Estos son los errores de Rusia que se han extendido al mundo occidental como se profetizó en Fátima en 1917. Fijaos en un hecho. Los errores no fueron transportados a Occidente tras el colapso de la Unión Soviética, sino que habían estado goteando sin cesar desde 1917, de modo que en los años cincuenta del siglo pasado dos grandes países occidentales (y católicos, al menos nominalmente) -Francia e Italia- estaban casi tomados por sus respectivos partidos comunistas. Piénsese en España, que estuvo durante un tiempo y habría seguido inmersa en los errores de Rusia incluso antes del estallido de la Segunda Guerra Mundial de no ser por la intervención del general Francisco Franco. Fíjense también en el siguiente hecho flagrante. En 1989, cuando la Unión Soviética se desintegró y abandonó su dominio sobre Europa del Este, que hasta entonces había dependido de Moscú, todos esos países acudieron en masa al abrazo de la Unión Europea, mientras que los más entusiastas partidarios y defensores de la adhesión a la Unión Europea ¡eran antiguos comunistas! Si eso no es elocuente, entonces no sé qué lo es. Sin duda, los antiguos comunistas no se volvieron capitalistas y de derechas de la noche a la mañana, en masa. Deseaban formar parte de la Unión Europea simplemente porque la Unión Europea estaba formada y dirigida por los de su calaña.

Y así como personas como Francisco Franco de España y Antonio Salazar de Portugal fueron oficialmente odiados en la URSS, también son odiados por la Unión Europea. Y no es de extrañar. Ambos se oponían al comunismo que defendía la Unión Soviética y al socialismo o liberalismo que defiende la Unión Europea; eran conservadores y nacionalistas, en otras palabras: defendían los valores que la Unión Europea se esfuerza -y la Unión Soviética se esforzaba- en borrar, expurgar, erradicar.

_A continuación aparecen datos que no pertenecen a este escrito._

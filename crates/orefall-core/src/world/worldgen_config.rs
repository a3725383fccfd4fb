//! World generation configuration - serializable terrain parameters
//!
//! Captures every tunable the generator, carver and tree placer consume,
//! with defaults matching the shipped world. Serializable to RON for
//! presets. The seed is NOT part of the config - same config + different
//! seed = different world.

use serde::{Deserialize, Serialize};

/// Complete generation configuration.
#[derive(Debug, Clone, Default, PartialEq, Serialize, Deserialize)]
pub struct WorldGenConfig {
    /// Global world dimensions.
    pub world: WorldParams,
    /// Mountain formation shaping.
    pub mountains: MountainParams,
    /// Stone strata and ore blobs.
    pub stone: StoneParams,
    /// Near-surface stone veins.
    pub veins: VeinParams,
    /// Cave pockets.
    pub caves: CaveParams,
    /// Tree markers.
    pub trees: TreeParams,
    /// View window and draw-space transforms.
    pub view: ViewParams,
}

impl WorldGenConfig {
    /// Parse a RON preset.
    pub fn from_ron_str(source: &str) -> Result<Self, ron::error::SpannedError> {
        ron::from_str(source)
    }
}

/// Global world dimensions.
#[derive(Debug, Clone, PartialEq, Serialize, Deserialize)]
pub struct WorldParams {
    /// Vertical extent; valid rows are `[0, world_height)` (default: 120).
    pub world_height: i32,
    /// Row separating sky from the underground stratum (default: 50).
    pub surface_level: i32,
    /// Columns per chunk (default: 16).
    pub chunk_width: i32,
}

impl Default for WorldParams {
    fn default() -> Self {
        Self {
            world_height: 120,
            surface_level: 50,
            chunk_width: 16,
        }
    }
}

/// Mountain formation shaping.
#[derive(Debug, Clone, PartialEq, Serialize, Deserialize)]
pub struct MountainParams {
    /// Chance to start a formation at a walk position (default: 0.75).
    pub formation_chance: f64,
    /// Formation width in columns, inclusive bounds (default: 10..=30).
    pub min_formation_width: i32,
    pub max_formation_width: i32,
    /// Height gained per envelope step (default: 2).
    pub height_step: i32,
    /// Peak height range, max exclusive (default: 12..30).
    pub min_peak_height: i32,
    pub max_peak_height: i32,
    /// Flat gap after a formation, max exclusive (default: 3..10).
    pub min_formation_gap: i32,
    pub max_formation_gap: i32,
    /// Columns skipped when no formation starts, max exclusive
    /// (default: 5..15).
    pub min_skip: i32,
    pub max_skip: i32,
    /// Height difference between neighbors that counts as a slope face
    /// (default: 2).
    pub slope_grass_threshold: i32,
    /// Chance for each slope-face row to carry grass (default: 0.7).
    pub slope_grass_chance: f64,
}

impl Default for MountainParams {
    fn default() -> Self {
        Self {
            formation_chance: 0.75,
            min_formation_width: 10,
            max_formation_width: 30,
            height_step: 2,
            min_peak_height: 12,
            max_peak_height: 30,
            min_formation_gap: 3,
            max_formation_gap: 10,
            min_skip: 5,
            max_skip: 15,
            slope_grass_threshold: 2,
            slope_grass_chance: 0.7,
        }
    }
}

/// Stone strata and per-column ore blobs.
#[derive(Debug, Clone, PartialEq, Serialize, Deserialize)]
pub struct StoneParams {
    /// Rows below the surface where stone starts, before variation
    /// (default: 15).
    pub base_start_depth: i32,
    /// Start depth jitter, inclusive both ways (default: 5).
    pub depth_variation: i32,
    /// Chance for a fresh column to grow a stone blob (default: 0.3).
    pub blob_chance: f64,
    /// Blob height in rows, inclusive (default: 4, giving 1..=4).
    pub max_blob_height: i32,
    /// Chance for a blob to spill into one horizontal neighbor
    /// (default: 0.5).
    pub side_blob_chance: f64,
    /// Per-row ore classification chances (default: 0.05 each; gold is
    /// rolled first).
    pub gold_chance: f64,
    pub silver_chance: f64,
}

impl Default for StoneParams {
    fn default() -> Self {
        Self {
            base_start_depth: 15,
            depth_variation: 5,
            blob_chance: 0.3,
            max_blob_height: 4,
            side_blob_chance: 0.5,
            gold_chance: 0.05,
            silver_chance: 0.05,
        }
    }
}

/// Near-surface stone veins, independent of the stone start depth.
#[derive(Debug, Clone, PartialEq, Serialize, Deserialize)]
pub struct VeinParams {
    /// Per-column chance to start a vein (default: 0.2).
    pub vein_chance: f64,
    /// Vein height in rows, max exclusive (default: 3..8).
    pub min_height: i32,
    pub max_height: i32,
    /// Vein width in columns, max exclusive (default: 2..5).
    pub min_width: i32,
    pub max_width: i32,
    /// Columns skipped after a vein, max exclusive (default: 5..15).
    pub min_spacing: i32,
    pub max_spacing: i32,
}

impl Default for VeinParams {
    fn default() -> Self {
        Self {
            vein_chance: 0.2,
            min_height: 3,
            max_height: 8,
            min_width: 2,
            max_width: 5,
            min_spacing: 5,
            max_spacing: 15,
        }
    }
}

/// Cave pocket carving.
#[derive(Debug, Clone, PartialEq, Serialize, Deserialize)]
pub struct CaveParams {
    /// Chance to carve at a candidate center (default: 0.15).
    pub frequency: f64,
    /// Pocket size range, inclusive (default: 5..=20).
    pub min_size: i32,
    pub max_size: i32,
    /// Chance per carved point to line a wall with ore (default: 0.35).
    pub ore_chance: f64,
    /// Share of wall ore that becomes gold rather than silver
    /// (default: 0.7).
    pub gold_to_silver_ratio: f64,
    /// Columns between candidate centers, max exclusive (default: 5..15).
    pub min_spacing: i32,
    pub max_spacing: i32,
    /// Horizontal jitter applied to a center, inclusive both ways
    /// (default: 5).
    pub center_jitter: i32,
    /// Center row offset below the stone start, min inclusive (default: 5).
    pub min_center_depth: i32,
    /// Rows kept clear of the world floor when sampling centers
    /// (default: 30).
    pub bottom_margin: i32,
}

impl Default for CaveParams {
    fn default() -> Self {
        Self {
            frequency: 0.15,
            min_size: 5,
            max_size: 20,
            ore_chance: 0.35,
            gold_to_silver_ratio: 0.7,
            min_spacing: 5,
            max_spacing: 15,
            center_jitter: 5,
            min_center_depth: 5,
            bottom_margin: 30,
        }
    }
}

/// Tree marker placement.
#[derive(Debug, Clone, PartialEq, Serialize, Deserialize)]
pub struct TreeParams {
    /// Per-eligible-column chance to place a marker (default: 0.05).
    pub frequency: f64,
}

impl Default for TreeParams {
    fn default() -> Self {
        Self { frequency: 0.05 }
    }
}

/// View window and draw-space transforms.
#[derive(Debug, Clone, PartialEq, Serialize, Deserialize)]
pub struct ViewParams {
    /// Edge length of one tile in draw space (default: 10.0).
    pub tile_size: f32,
    /// Columns visible on each side of the view center (default: 80).
    pub view_range: i32,
    /// Extra columns generated beyond the view range (default: 20).
    pub generation_margin: i32,
    /// Column-range width checked and generated at once (default: 50).
    pub generation_stride: i32,
    /// World draw offsets (defaults: 500.0 / 1200.0).
    pub world_x_offset: f32,
    pub world_y_offset: f32,
    /// Entity draw offsets applied before the tile transform
    /// (defaults: -480.0 / 460.0).
    pub draw_x_offset: f32,
    pub draw_y_offset: f32,
}

impl Default for ViewParams {
    fn default() -> Self {
        Self {
            tile_size: 10.0,
            view_range: 80,
            generation_margin: 20,
            generation_stride: 50,
            world_x_offset: 500.0,
            world_y_offset: 1200.0,
            draw_x_offset: -480.0,
            draw_y_offset: 460.0,
        }
    }
}

#[cfg(test)]
mod tests {
    use super::*;

    #[test]
    fn test_default_matches_shipped_world() {
        let config = WorldGenConfig::default();
        assert_eq!(config.world.world_height, 120);
        assert_eq!(config.world.surface_level, 50);
        assert_eq!(config.world.chunk_width, 16);
        assert_eq!(config.stone.base_start_depth, 15);
        assert_eq!(config.view.view_range, 80);
    }

    #[test]
    fn test_ron_round_trip() {
        let config = WorldGenConfig::default();
        let serialized = ron::to_string(&config).expect("Failed to serialize");
        let deserialized = WorldGenConfig::from_ron_str(&serialized).expect("Failed to deserialize");
        assert_eq!(config, deserialized);
    }

    #[test]
    fn test_ron_preset_overrides() {
        let mut config = WorldGenConfig::default();
        config.caves.frequency = 1.0;
        config.trees.frequency = 0.0;

        let serialized = ron::to_string(&config).expect("Failed to serialize");
        let deserialized = WorldGenConfig::from_ron_str(&serialized).expect("Failed to deserialize");
        assert_eq!(deserialized.caves.frequency, 1.0);
        assert_eq!(deserialized.trees.frequency, 0.0);
    }
}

Una respuesta a «Los errores de Rusia»

  1. La revolución rusa de 1917 fue llevada a cabo predominantemente por partidos socialistas, entre los que el radical partido bolchevique de Lenin era minoritario y Lenin, en ese momento, estaba deportado en Suiza. Posteriormente, con la llegada de Lenin a Rusia, gracias al Alto Mando del Ejercito Alemán, el partido bolchevique se hizo con el poder absoluto de la revolución y para empezar llevó a Rusia a una guerra civil que le costó casi 11 millones de muertos.

    El entusiasmo que muchos comunistas en los años 90 por la Unión Europea creo que es más complejo de lo que usted señala y habría que considerar que la URSS estaba quebrada y acudir a la UE lo veían como una solución, además de haber desaparecido en gran parte el poder represor soviético y sabían que en el capitalismo se vive mejor. Este es un asunto se ha tratado en un interesante documental de la televisión francesa donde se habla de la propuesta de Putin en 1997 de crear una unión económica Europa-Rusia, que fue descartada por las presiones de los Estados Unidos e Inglaterra principalmente sobre Alemania y Francia. Se perdió otra oportunidad de europeizar Rusia y ahora es aliada de China y Europa sigue siendo débil frente a los Estados Unidos y China.